Description of the task:
Only lines with the word "msgs" are needed; collect each of them from the listing below.

Records for this exercise:
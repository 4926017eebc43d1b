use crate::core::channel::channel::Order;
use crate::prelude::*;
use crate::core::channel::version::Version;
use crate::core::commitment::CommitmentProof;
use crate::core::host::identifier::{ChannelId, ConnectionId, PortId};
use crate::{Height, Signer};

/// Second handshake step: run on the responding chain with a proof that the
/// initiating chain committed a matching channel in `INIT`.
#[derive(Clone, Debug, PartialEq, Eq)]
pub struct MsgChannelOpenTry {
    pub port_id_on_b: PortId,
    /// The (caller-chosen) identifier of the new local channel.
    pub chan_id_on_b: ChannelId,
    pub connection_hops_on_b: Vec<ConnectionId>,
    pub port_id_on_a: PortId,
    pub chan_id_on_a: ChannelId,
    pub ordering: Order,
    /// The version the counterparty module proposed in `INIT`.
    pub version_on_a: Version,
    pub proof_chan_end_on_a: CommitmentProof,
    pub proof_height_on_a: Height,
    pub signer: Signer,
}
//! Protocol logic for processing `MsgConnectionOpenConfirm` messages.

use crate::core::connection::connection::{ConnectionEnd, Counterparty, State};
use crate::core::connection::error::ConnectionError;
use crate::core::connection::events::OpenConfirm;
use crate::core::connection::msgs::MsgConnectionOpenConfirm;
use crate::core::context::{ContextError, ExecutionContext, ValidationContext};
use crate::core::events::CoreEvent;
use crate::core::host::path::{ClientConsensusStatePath, ConnectionPath};
use crate::prelude::*;
use crate::utils::encode_json;

pub fn validate<Ctx>(ctx_b: &Ctx, msg: &MsgConnectionOpenConfirm) -> Result<(), ContextError>
where
    Ctx: ValidationContext,
{
    ctx_b.validate_message_signer(&msg.signer)?;

    let conn_end_on_b = ctx_b.connection_end(&msg.connection_id)?;
    if !conn_end_on_b.state_matches(&State::TryOpen) {
        return Err(ConnectionError::ConnectionMismatch {
            connection_id: msg.connection_id.clone(),
        }
        .into());
    }

    let conn_id_on_a = conn_end_on_b
        .counterparty()
        .connection_id()
        .ok_or(ConnectionError::InvalidCounterparty)?;

    let client_id_on_b = conn_end_on_b.client_id();
    let client_state_of_a_on_b = ctx_b.client_state(client_id_on_b)?;
    client_state_of_a_on_b.verify_is_active(client_id_on_b)?;
    client_state_of_a_on_b.validate_proof_height(msg.proof_height)?;

    // Verify that the counterparty reached OPEN referencing this connection.
    {
        let consensus_state_of_a_on_b = ctx_b.consensus_state(&ClientConsensusStatePath::new(
            client_id_on_b,
            msg.proof_height,
        ))?;

        let expected_conn_end_on_a = ConnectionEnd::new(
            State::Open,
            conn_end_on_b.counterparty().client_id().clone(),
            Counterparty::new(
                client_id_on_b.clone(),
                Some(msg.connection_id.clone()),
                ctx_b.commitment_prefix(),
            ),
            conn_end_on_b.versions().to_vec(),
        )?;

        client_state_of_a_on_b
            .verify_membership(
                conn_end_on_b.counterparty().prefix(),
                &msg.proof_ack,
                consensus_state_of_a_on_b.root(),
                ConnectionPath::new(conn_id_on_a).into(),
                encode_json(&expected_conn_end_on_a)?,
            )
            .map_err(ConnectionError::VerifyConnectionState)?;
    }

    Ok(())
}

pub fn execute<Ctx>(ctx_b: &mut Ctx, msg: MsgConnectionOpenConfirm) -> Result<(), ContextError>
where
    Ctx: ExecutionContext,
{
    let conn_end_on_b = ctx_b.connection_end(&msg.connection_id)?;

    let client_id_on_b = conn_end_on_b.client_id().clone();
    let client_id_on_a = conn_end_on_b.counterparty().client_id().clone();
    let conn_id_on_a = conn_end_on_b.counterparty().connection_id().cloned();

    let new_conn_end_on_b = ConnectionEnd::new(
        State::Open,
        client_id_on_b.clone(),
        conn_end_on_b.counterparty().clone(),
        conn_end_on_b.versions().to_vec(),
    )?;

    ctx_b.store_connection(ConnectionPath::new(&msg.connection_id), new_conn_end_on_b)?;

    ctx_b.log_message("success: conn_open_confirm verification passed".to_string())?;
    tracing::debug!(connection_id = %msg.connection_id, "connection open confirm");

    ctx_b.emit_event(CoreEvent::OpenConfirmConnection(OpenConfirm::new(
        msg.connection_id,
        client_id_on_b,
        conn_id_on_a,
        client_id_on_a,
    )))?;

    Ok(())
}
use core::fmt::{Display, Error as FmtError, Formatter};

/// Whether a client can still be updated and used for proof verification.
///
/// A frozen client is the fatal-per-client condition: misbehaviour was
/// detected, all further updates and verifications through it are refused,
/// but only that trust relationship degrades — the process carries on.
#[derive(Copy, Clone, Debug, PartialEq, Eq, serde::Serialize, serde::Deserialize)]
pub enum Status {
    Active,
    Frozen,
}

impl Status {
    pub fn is_active(&self) -> bool {
        matches!(self, Status::Active)
    }

    pub fn is_frozen(&self) -> bool {
        matches!(self, Status::Frozen)
    }
}

impl Display for Status {
    fn fmt(&self, f: &mut Formatter<'_>) -> Result<(), FmtError> {
        match self {
            Status::Active => write!(f, "ACTIVE"),
            Status::Frozen => write!(f, "FROZEN"),
        }
    }
}
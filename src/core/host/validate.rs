use crate::core::host::error::IdentifierError as Error;
use crate::prelude::*;

const VALID_SPECIAL_CHARS: &str = "._+-#[]<>";

/// The length bounds shared by all protocol-visible identifier classes
/// (clients, connections, ports, channels).
pub const ID_MIN_LENGTH: u64 = 10;
pub const ID_MAX_LENGTH: u64 = 20;

/// The length bounds for client type tags, which are internal to the chain
/// and shorter than protocol-visible identifiers.
pub const CLIENT_TYPE_MIN_LENGTH: u64 = 4;
pub const CLIENT_TYPE_MAX_LENGTH: u64 = 30;

/// Checks that the identifier only contains valid characters: alphanumeric
/// plus a small set of separators. The path separator `/` is notably absent,
/// since identifiers are embedded into store paths.
pub fn validate_identifier_chars(id: &str) -> Result<(), Error> {
    if !id
        .chars()
        .all(|c| c.is_alphanumeric() || VALID_SPECIAL_CHARS.contains(c))
    {
        return Err(Error::InvalidCharacter { id: id.into() });
    }

    Ok(())
}

/// Checks that the identifier length falls within the given (inclusive)
/// bounds. Empty identifiers are always rejected.
pub fn validate_identifier_length(id: &str, min: u64, max: u64) -> Result<(), Error> {
    // Make sure min is at least one so we reject empty identifiers.
    let min = min.max(1);
    let length = id.len() as u64;
    if (min..=max).contains(&length) {
        Ok(())
    } else {
        Err(Error::InvalidLength {
            id: id.into(),
            min,
            max,
        })
    }
}

/// Default validator function for client identifiers.
pub fn validate_client_identifier(id: &str) -> Result<(), Error> {
    validate_identifier_chars(id)?;
    validate_identifier_length(id, ID_MIN_LENGTH, ID_MAX_LENGTH)
}

/// Default validator function for client type tags.
pub fn validate_client_type(id: &str) -> Result<(), Error> {
    validate_identifier_chars(id)?;
    validate_identifier_length(id, CLIENT_TYPE_MIN_LENGTH, CLIENT_TYPE_MAX_LENGTH)
}

/// Default validator function for connection identifiers.
pub fn validate_connection_identifier(id: &str) -> Result<(), Error> {
    validate_identifier_chars(id)?;
    validate_identifier_length(id, ID_MIN_LENGTH, ID_MAX_LENGTH)
}

/// Default validator function for port identifiers.
pub fn validate_port_identifier(id: &str) -> Result<(), Error> {
    validate_identifier_chars(id)?;
    validate_identifier_length(id, ID_MIN_LENGTH, ID_MAX_LENGTH)
}

/// Default validator function for channel identifiers.
pub fn validate_channel_identifier(id: &str) -> Result<(), Error> {
    validate_identifier_chars(id)?;
    validate_identifier_length(id, ID_MIN_LENGTH, ID_MAX_LENGTH)
}
//! Protocol logic for processing `MsgRecvPacket` messages.

use crate::core::channel::channel::{Counterparty, Order, State};
use crate::core::channel::commitment::{compute_ack_commitment, compute_packet_commitment};
use crate::core::channel::error::{ChannelError, PacketError};
use crate::core::channel::events::{ReceivePacket, WriteAcknowledgement};
use crate::core::channel::handler::emit_module_extras;
use crate::core::channel::msgs::MsgRecvPacket;
use crate::core::channel::packet::Receipt;
use crate::core::context::{ContextError, ExecutionContext, ValidationContext};
use crate::core::events::CoreEvent;
use crate::core::host::path::{
    AckPath, ChannelEndPath, ClientConsensusStatePath, CommitmentPath, ReceiptPath, SeqRecvPath,
};
use crate::core::routing::module::Module;
use crate::prelude::*;
use crate::utils::encode_json;

pub fn validate<Ctx>(ctx_b: &Ctx, msg: &MsgRecvPacket) -> Result<(), ContextError>
where
    Ctx: ValidationContext,
{
    // Nothing to validate with the module: `on_recv_packet_execute` cannot
    // fail. An application-level problem becomes an error acknowledgement.
    ctx_b.validate_message_signer(&msg.signer)?;

    let packet = &msg.packet;
    let chan_end_path_on_b = ChannelEndPath::new(&packet.port_id_on_b, &packet.chan_id_on_b);
    let chan_end_on_b = ctx_b.channel_end(&chan_end_path_on_b)?;

    chan_end_on_b.verify_state_matches(&State::Open)?;

    let counterparty = Counterparty::new(
        packet.port_id_on_a.clone(),
        Some(packet.chan_id_on_a.clone()),
    );
    chan_end_on_b.verify_counterparty_matches(&counterparty)?;

    let conn_id_on_b = &chan_end_on_b.connection_hops()[0];
    let conn_end_on_b = ctx_b.connection_end(conn_id_on_b)?;
    if !conn_end_on_b.state().is_open() {
        return Err(ChannelError::ConnectionNotOpen {
            connection_id: conn_id_on_b.clone(),
        }
        .into());
    }

    // An expired packet must not be processed, however valid its proof; the
    // sender resolves it through the timeout path instead.
    let chain_height = ctx_b.host_height()?;
    if packet.timed_out(chain_height) {
        return Err(PacketError::PacketTimedOut {
            timeout_height: packet.timeout_height_on_b,
            chain_height,
        }
        .into());
    }

    // Replay protection runs before proof verification: once a sequence is
    // acknowledged the sender deletes its commitment, and a replayed packet
    // must surface as the duplicate it is rather than as a proof failure.
    match chan_end_on_b.ordering {
        Order::Ordered => {
            let seq_recv_path_on_b =
                SeqRecvPath::new(&packet.port_id_on_b, &packet.chan_id_on_b);
            let next_seq_recv = ctx_b.get_next_sequence_recv(&seq_recv_path_on_b)?;
            if packet.seq_on_a < next_seq_recv {
                return Err(PacketError::PacketAlreadyReceived(packet.seq_on_a).into());
            }
            if packet.seq_on_a > next_seq_recv {
                return Err(PacketError::MismatchedPacketSequence {
                    expected: next_seq_recv,
                    actual: packet.seq_on_a,
                }
                .into());
            }
        }
        Order::Unordered => {
            let receipt_path_on_b =
                ReceiptPath::new(&packet.port_id_on_b, &packet.chan_id_on_b, packet.seq_on_a);
            if ctx_b.get_packet_receipt(&receipt_path_on_b).is_ok() {
                return Err(PacketError::PacketAlreadyReceived(packet.seq_on_a).into());
            }
        }
    }

    let ack_path_on_b = AckPath::new(&packet.port_id_on_b, &packet.chan_id_on_b, packet.seq_on_a);
    if ctx_b.get_packet_acknowledgement(&ack_path_on_b).is_ok() {
        return Err(PacketError::AcknowledgementExists(packet.seq_on_a).into());
    }

    // Verify the sender's packet commitment through the connection's client.
    {
        let client_id_on_b = conn_end_on_b.client_id();
        let client_state_of_a_on_b = ctx_b.client_state(client_id_on_b)?;
        client_state_of_a_on_b.verify_is_active(client_id_on_b)?;
        client_state_of_a_on_b.validate_proof_height(msg.proof_height_on_a)?;

        let consensus_state_of_a_on_b = ctx_b.consensus_state(&ClientConsensusStatePath::new(
            client_id_on_b,
            msg.proof_height_on_a,
        ))?;

        let expected_commitment_on_a =
            compute_packet_commitment(&packet.data, &packet.timeout_height_on_b);
        let commitment_path_on_a =
            CommitmentPath::new(&packet.port_id_on_a, &packet.chan_id_on_a, packet.seq_on_a);

        client_state_of_a_on_b
            .verify_membership(
                conn_end_on_b.counterparty().prefix(),
                &msg.proof_commitment_on_a,
                consensus_state_of_a_on_b.root(),
                commitment_path_on_a.into(),
                encode_json(&expected_commitment_on_a)?,
            )
            .map_err(|e| PacketError::FailedPacketVerification {
                sequence: packet.seq_on_a,
                client_error: e,
            })?;
    }

    Ok(())
}

pub fn execute<Ctx>(
    ctx_b: &mut Ctx,
    module: &mut dyn Module,
    msg: MsgRecvPacket,
) -> Result<(), ContextError>
where
    Ctx: ExecutionContext,
{
    let chan_end_path_on_b =
        ChannelEndPath::new(&msg.packet.port_id_on_b, &msg.packet.chan_id_on_b);
    let chan_end_on_b = ctx_b.channel_end(&chan_end_path_on_b)?;

    let (extras, acknowledgement) = module.on_recv_packet_execute(&msg.packet, &msg.signer);

    // state changes
    {
        match chan_end_on_b.ordering {
            Order::Unordered => {
                let receipt_path_on_b = ReceiptPath::new(
                    &msg.packet.port_id_on_b,
                    &msg.packet.chan_id_on_b,
                    msg.packet.seq_on_a,
                );
                ctx_b.store_packet_receipt(receipt_path_on_b, Receipt::Ok)?;
            }
            Order::Ordered => {
                let seq_recv_path_on_b =
                    SeqRecvPath::new(&msg.packet.port_id_on_b, &msg.packet.chan_id_on_b);
                let next_seq_recv = ctx_b.get_next_sequence_recv(&seq_recv_path_on_b)?;
                ctx_b.store_next_sequence_recv(seq_recv_path_on_b, next_seq_recv.increment())?;
            }
        }

        let ack_path_on_b = AckPath::new(
            &msg.packet.port_id_on_b,
            &msg.packet.chan_id_on_b,
            msg.packet.seq_on_a,
        );
        ctx_b.store_packet_acknowledgement(
            ack_path_on_b,
            compute_ack_commitment(&acknowledgement),
        )?;
    }

    // emit events and logs
    {
        let conn_id_on_b = chan_end_on_b.connection_hops()[0].clone();

        ctx_b.log_message("success: packet receive".to_string())?;
        ctx_b.log_message("success: packet write acknowledgement".to_string())?;
        tracing::debug!(sequence = %msg.packet.seq_on_a, "packet receive");

        ctx_b.emit_event(CoreEvent::ReceivePacket(ReceivePacket::new(
            msg.packet.clone(),
            *chan_end_on_b.ordering(),
            conn_id_on_b.clone(),
        )))?;
        ctx_b.emit_event(CoreEvent::WriteAcknowledgement(WriteAcknowledgement::new(
            msg.packet,
            acknowledgement,
            conn_id_on_b,
        )))?;
        emit_module_extras(ctx_b, extras)?;
    }

    Ok(())
}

Your response:
use crate::core::connection::msgs::MsgConnectionOpenConfirm;
use crate::core::channel::msgs::MsgRecvPacket;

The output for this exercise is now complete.